Friday 20 July 2018

€1million target in sight after an incredible day

Martina Murphy, Fiona Doyle and Debbie Maher
Martina Murphy, Fiona Doyle and Debbie Maher
Enniscorthy ladies

Pádraig Byrne

Enniscorthy was transformed into a sea of purple and gold from early on Sunday morning as over 2,000 walkers, joggers and runners arrived in their special t-shirts for this year's Hope & Dream 10.

What started out as a small idea for a fundraiser seven years ago with a goal of €5,000, has grown into an absolute monster of community spirit and is rapidly closing in on the €1million mark. R

ace Director Michael Jordan says that he is absolutely over the moon with how this year's event went, describing it as one of the best yet with numbers well up on last year.

'The feedback has been just fantastic,' he said. 'We had a total of 2,264 people registered and the vast majority of those would have taken part on the day. We're up at very least 100 people on last year which is astonishing. It can be hard to sustain such numbers, but thankfully we seem to be seeing an upward trajectory still. In terms of the money side of things, I would be quietly confident that we are on target to hit the million euro mark after 7 years. We've lodged €123,000 already and it will take a considerable period of time for all of the money to come back, but I'd be hopeful that we might just make that €1million mark this year, which is not bad going considering it was initially organised as a one-off event to raise €5,000 or so.'

As always, the atmosphere on the Promenade on Sunday was absolutely electric. What really added to it, however, was the weather and the purple and gold t-shirts were bathed in glorious sunshine as participants were well and truly warmed up in hilarious fashion by MC Liam Sharkey at the start line. People exchanged hints and tips for lasting the distance from hardened elite runners to glamorous granny's out for a stroll in the fine weather, really adding to the sense of occasion.

The sense of community was palpable as everyone had their own reason for taking part. One woman's mother had signed up for the race and began collecting money before she passed away and she was there to finish what her late mam had started.

'That's the special thing,' said Michael. 'Everyone has their own reason for doing it and for some it can be quite emotional. I know of one woman who lost her husband in the past year and I was able to pick her out coming back in and gave her a big hug as she came over the line. Another whole family had lost their sister and did it in her memory. There are a lot of untold stories from the Hope & Dream too.'

The amount of work put in by volunteers over the course of the weekend was also outstanding. Michael estimates that around 200 volunteers gave their time freely, from collecting money and handing out sponsorship packs in The Presentation Centre, to getting out at 5 a.m. on the route and putting out barriers etc.

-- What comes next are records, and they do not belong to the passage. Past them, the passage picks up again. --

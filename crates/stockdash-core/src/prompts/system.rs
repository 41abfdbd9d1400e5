//! System instructions and prompt template sources

/// System instruction sent with every generation
pub const ANALYST_SYSTEM: &str = r"You are a professional financial analyst.

Base every figure on the technical data you are given. Answer with a single JSON
object in exactly the requested shape, with no commentary before or after it.
Be realistic and acknowledge that forecasts are probabilistic.";

/// Forecast request template
pub const FORECAST_TEMPLATE: &str = r#"As a financial analyst, provide a stock price forecast for {{ symbol }} based on this data:

CURRENT METRICS:
- Current Price: ${{ indicators.currentPrice }}
- 7-day SMA: ${{ indicators.sma7 }}
- 20-day SMA: ${{ indicators.sma20 }}
- RSI: {{ indicators.rsi }}
- Volatility: {{ indicators.volatility }}%
- Volume Trend: {{ indicators.volumeTrend }}%
- Recent Price Change: {{ indicators.priceChange }}%
- Support Level: ${{ indicators.support }}
- Resistance Level: ${{ indicators.resistance }}

RECENT PRICE DATA (last {{ recent | length }} days):
{% for point in recent -%}
{{ point.date }}: ${{ point.close }}
{% endfor %}
Please provide a {{ period }}-day forecast in this EXACT JSON format:
{
  "forecast": {
    "targetPrice": [number],
    "priceRange": {"low": [number], "high": [number]},
    "confidence": [number 0-100],
    "trend": "[bullish/bearish/neutral]"
  },
  "analysis": {
    "keyFactors": ["factor1", "factor2", "factor3"],
    "riskLevel": "[low/medium/high]",
    "recommendation": "[buy/hold/sell]"
  },
  "chartData": [
    {"day": 1, "predictedPrice": [number]},
    {"day": 2, "predictedPrice": [number]}
  ]
}

Generate exactly {{ period }} days of chart data. Be realistic and base predictions on technical analysis."#;

/// Two-stock comparison template
pub const COMPARISON_TEMPLATE: &str = r#"As a professional financial analyst, provide a comprehensive comparison between two stocks and investment recommendations.
{% for stock in stocks %}
STOCK {{ loop.index }}: {{ stock.symbol }} ({{ stock.name }})
Sector: {{ stock.sector }}
Current Price: ${{ stock.indicators.currentPrice }}
7-day SMA: ${{ stock.indicators.sma7 }}
20-day SMA: ${{ stock.indicators.sma20 }}
RSI: {{ stock.indicators.rsi }}
Volatility: {{ stock.indicators.volatility }}%
Volume Trend: {{ stock.indicators.volumeTrend }}%
Recent Price Change: {{ stock.indicators.priceChange }}%
Support Level: ${{ stock.indicators.support }}
Resistance Level: ${{ stock.indicators.resistance }}
1-Year Return: {{ stock.yearReturn }}%
Max Drawdown: {{ stock.maxDrawdown }}%
{% endfor %}
Please provide a detailed comparison analysis in this EXACT JSON format:
{
  "analysis": {
    "performanceAnalysis": "Comparison of performance metrics, returns and growth patterns between both stocks",
    "riskAssessment": "Risk analysis including volatility, drawdowns and sector risks for both stocks",
    "recommendation": "Investment recommendation with specific allocation suggestions and rationale",
    "marketOutlook": "Future outlook and market positioning analysis for both stocks"
  },
  "summary": "Executive summary with key findings and final verdict",
  "winner": "Stock symbol of recommended choice",
  "reason": "Brief explanation for the recommendation",
  "metrics": {
    "betterPerformer": "Symbol of stock with better recent performance",
    "lowerRisk": "Symbol of stock with lower risk profile",
    "higherGrowth": "Symbol of stock with higher growth potential"
  }
}

Be specific and analytical. Consider both fundamental and technical factors."#;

'We had over 200 volunteers,' said Michael. '80 marshals, the Red Cross, Slaney Search & Rescue, the Gardaí, the lads on the motorbikes...the list goes on. We had a small army of people.

'We always get new faces getting involved every year, but a lot of the people that are there have been there since day one helping out. I couldn't ask for a better team. Without wanting to single anyone out, this whole thing could never happen with Denise (McDonald, The Hope Centre).

'There's a lot of work that can only be done by one person and she's there to do it. Everything goes through her and there's no way everything could run as smoothly and efficiently without her.'

Out on the route, participants were greeted by cheers and words of encouragement from marshals and members of the public as they passed. Signs placed outside people's homes on the route bore words of encouragement. On one of the particularly tough hills, a small group of children stood at the side of the road with a tub of biscuits to give runners that little extra bit of energy to get to the top. These are all small indications of just how much of a community event this has become. It's not just for the participants. It's for everyone.

'I think the people of Enniscorthy and County Wexford can be very, very proud of themselves for how they support this event,' said Michael. 'I think the causes tend to be right and people love how all of the money raised stays local. All of the expenses are paid for in advance of the race so every single cent raised goes to the charities and everything is independently audited. People can take a lot of confidence from that.'

In terms of the charities, it is well documented the amazing work that the Hope Cancer Support Centre and Wexford Hospice Homecare do with little or no financial backing. This year they were also joined by Friends of Wexford General Hospital's MRI Now campaign - something which will have positive implications for every family in county Wexford.

As the money continues to pour in, it's hard to emphasise enough just how much it will mean to these causes. Michael and his team are extremely grateful to every single person who volunteered, donated, took part, cheered on the runners and did anything at all to contribute to the event's continued success.

While the €1million looks to be well in sight, they're not stopping there. Regardless of what the final tally is, the same faces will return to the Promenade once again next year on April 7, rain, hail or shine to do it all over again.